> [Work required]: When a line in the records includes the string "Option", it goes into the tally; report that tally alone.

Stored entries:
____________
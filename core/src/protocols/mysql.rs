//! MySQL client/server protocol command-phase matching.
//!
//! Only the command phase is tracked: `COM_QUERY` text is the key; prepared-statement ids
//! from `COM_STMT_PREPARE` map to their latest prepare so a later `COM_STMT_EXECUTE`
//! resolves to the same statement text. Each MySQL packet is framed by a 3-byte
//! little-endian length followed by a 1-byte sequence id; frames are extracted from a
//! per-direction buffer as soon as they're complete, so a frame split across packet
//! events is reassembled before it's parsed.

use std::collections::HashMap;

use crate::aggregate::{Exchange, ExchangeStatus, ProtocolDetail};
use crate::error::ParseOutcome;
use crate::ingress::{PacketDir, PacketEventData, PacketEventHeader};
use crate::protocols::reassembly::DirectionalBuffers;
use crate::protocols::{ParserContext, StreamParser};
use crate::sampler::Sampler;

const MAX_PENDING_AGE_NS: u64 = 30_000_000_000;

const COM_QUERY: u8 = 0x03;
const COM_STMT_PREPARE: u8 = 0x16;
const COM_STMT_EXECUTE: u8 = 0x17;

struct PendingCommand {
    statement: String,
    start_ns: u64,
    bytes_in: u64,
}

pub struct MySqlParser {
    ctx: ParserContext,
    buffers: DirectionalBuffers,
    pending: Option<PendingCommand>,
    /// Prepared statement id -> statement text, from the most recent `COM_STMT_PREPARE`.
    prepared: HashMap<u32, String>,
    next_stmt_id: u32,
}

/// Returns `(payload, total_frame_len)` once a complete MySQL packet is buffered, or
/// `None` if more bytes are needed.
fn take_mysql_frame(buf: &[u8]) -> Option<(&[u8], usize)> {
    if buf.len() < 4 {
        return None;
    }
    let len = u32::from_le_bytes([buf[0], buf[1], buf[2], 0]) as usize;
    let total = 4 + len;
    if buf.len() < total {
        return None;
    }
    Some((&buf[4..total], total))
}

impl MySqlParser {
    pub fn new(ctx: ParserContext) -> Self {
        MySqlParser {
            ctx,
            buffers: DirectionalBuffers::new(),
            pending: None,
            prepared: HashMap::new(),
            next_stmt_id: 1,
        }
    }

    fn process_command(&mut self, header: &PacketEventHeader, payload: &[u8], bytes_in: u64) -> ParseOutcome {
        if payload.is_empty() {
            return ParseOutcome::Fail;
        }
        let statement = match payload[0] {
            COM_QUERY => String::from_utf8_lossy(&payload[1..]).into_owned(),
            COM_STMT_PREPARE => {
                let text = String::from_utf8_lossy(&payload[1..]).into_owned();
                let id = self.next_stmt_id;
                self.next_stmt_id += 1;
                self.prepared.insert(id, text.clone());
                format!("PREPARE {text}")
            }
            COM_STMT_EXECUTE if payload.len() >= 5 => {
                let stmt_id = u32::from_le_bytes([payload[1], payload[2], payload[3], payload[4]]);
                self.prepared
                    .get(&stmt_id)
                    .cloned()
                    .unwrap_or_else(|| format!("EXECUTE <unknown stmt {stmt_id}>"))
            }
            other => format!("COM_{other:#04x}"),
        };
        self.pending = Some(PendingCommand {
            statement,
            start_ns: header.time_nano,
            bytes_in,
        });
        ParseOutcome::Ok
    }

    fn process_response(
        &mut self,
        header: &PacketEventHeader,
        payload: &[u8],
        bytes_out: u64,
        sampler: &mut Sampler,
    ) -> ParseOutcome {
        let Some(pending) = self.pending.take() else {
            log::warn!("MySQL response without outstanding command on {}", self.ctx.flow_key);
            return ParseOutcome::Drop;
        };
        let is_error = payload.first() == Some(&0xff);
        let exchange = Exchange {
            flow_key: self.ctx.flow_key,
            proc_meta: self.ctx.proc_meta.clone(),
            protocol: self.ctx.protocol,
            endpoint: self.ctx.flow_key.resp.to_string(),
            operation: pending.statement,
            start_ns: pending.start_ns,
            duration_ns: header.time_nano.saturating_sub(pending.start_ns),
            status: if is_error { ExchangeStatus::Error } else { ExchangeStatus::Ok },
            bytes_in: pending.bytes_in,
            bytes_out,
            attributes: Default::default(),
        };
        self.ctx.aggregators.add_exchange(&exchange);
        if sampler.should_sample(header.time_nano, is_error) {
            self.ctx.aggregators.add_detail(ProtocolDetail::from(&exchange));
        }
        ParseOutcome::Ok
    }

    fn drain_frames(&mut self, dir: PacketDir, header: &PacketEventHeader, sampler: &mut Sampler) -> ParseOutcome {
        let mut outcome = ParseOutcome::Ok;
        loop {
            let buf = self.buffers.buffer(dir);
            let Some((payload, total)) = take_mysql_frame(buf) else {
                break;
            };
            let payload = payload.to_vec();
            let bytes = total as u64;
            self.buffers.consume(dir, total);
            outcome = match dir {
                PacketDir::ClientToServer => self.process_command(header, &payload, bytes),
                PacketDir::ServerToClient => self.process_response(header, &payload, bytes, sampler),
            };
        }
        outcome
    }
}

impl StreamParser for MySqlParser {
    fn on_data(
        &mut self,
        _ctx: &ParserContext,
        header: &PacketEventHeader,
        data: &PacketEventData,
        sampler: &mut Sampler,
    ) -> ParseOutcome {
        if data.buffer.is_empty() {
            return ParseOutcome::Ok;
        }
        self.buffers.append(data.pkt_type, &data.buffer);
        self.drain_frames(data.pkt_type, header, sampler)
    }

    fn garbage_collection(&mut self, size_limit_bytes: usize, now_ns: u64) -> bool {
        if let Some(pending) = &self.pending {
            if now_ns.saturating_sub(pending.start_ns) > MAX_PENDING_AGE_NS {
                self.pending = None;
            }
        }
        self.buffers.shed_to_limit(size_limit_bytes);
        self.pending.is_none() && self.buffers.cache_size() == 0
    }

    fn cache_size(&self) -> usize {
        self.pending.as_ref().map(|p| p.bytes_in as usize).unwrap_or(0) + self.buffers.cache_size()
    }
}

#[cfg(test)]
mod tests {
    use super::*;
    use crate::aggregate::ProtocolEventAggregators;
    use crate::flow::{FlowKey, L4Protocol};
    use crate::ingress::{MsgTypeHint, ProcMeta, ProtocolTag};
    use crate::stats::Protocol;
    use std::net::SocketAddr;
    use std::sync::Arc;

    fn ctx() -> ParserContext {
        ParserContext {
            protocol: Protocol::MySql,
            flow_key: FlowKey::new(
                "127.0.0.1:1234".parse::<SocketAddr>().unwrap(),
                "127.0.0.1:3306".parse::<SocketAddr>().unwrap(),
                L4Protocol::Tcp,
            ),
            proc_meta: ProcMeta::default(),
            aggregators: Arc::new(ProtocolEventAggregators::new(16)),
            cache_limit_bytes: 1024,
            dns_request_timeout_ms: 5000,
        }
    }

    fn header(now_ns: u64, flow_key: FlowKey) -> PacketEventHeader {
        PacketEventHeader {
            time_nano: now_ns,
            flow_key,
            proc_meta: ProcMeta::default(),
        }
    }

    fn query_packet(sql: &str) -> Vec<u8> {
        let mut payload = vec![COM_QUERY];
        payload.extend_from_slice(sql.as_bytes());
        let len = payload.len() as u32;
        let mut frame = len.to_le_bytes()[..3].to_vec();
        frame.push(0); // sequence id
        frame.extend(payload);
        frame
    }

    #[test]
    fn frame_split_across_two_packets_is_reassembled() {
        let ctx = ctx();
        let mut parser = MySqlParser::new(ctx.clone());
        let mut sampler = Sampler::new(1.0);
        let h = header(0, ctx.flow_key);
        let frame = query_packet("SELECT 1");
        let (first, second) = frame.split_at(3);

        let data1 = PacketEventData::new(ProtocolTag::MySql, PacketDir::ClientToServer, MsgTypeHint::Unknown, first.to_vec(), 0);
        let outcome = parser.on_data(&ctx, &h, &data1, &mut sampler);
        assert_eq!(outcome, ParseOutcome::Ok);
        assert!(parser.pending.is_none());

        let data2 = PacketEventData::new(ProtocolTag::MySql, PacketDir::ClientToServer, MsgTypeHint::Unknown, second.to_vec(), 0);
        parser.on_data(&ctx, &h, &data2, &mut sampler);
        assert!(parser.pending.is_some());
    }

    #[test]
    fn size_based_gc_sheds_buffered_bytes_over_limit() {
        let ctx = ctx();
        let mut parser = MySqlParser::new(ctx.clone());
        parser.buffers.append(PacketDir::ClientToServer, &[0u8; 64]);
        assert!(!parser.garbage_collection(1024, 0));
        assert!(parser.garbage_collection(8, 0));
        assert_eq!(parser.cache_size(), 0);
    }
}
____________
> [Answer to this task]: 2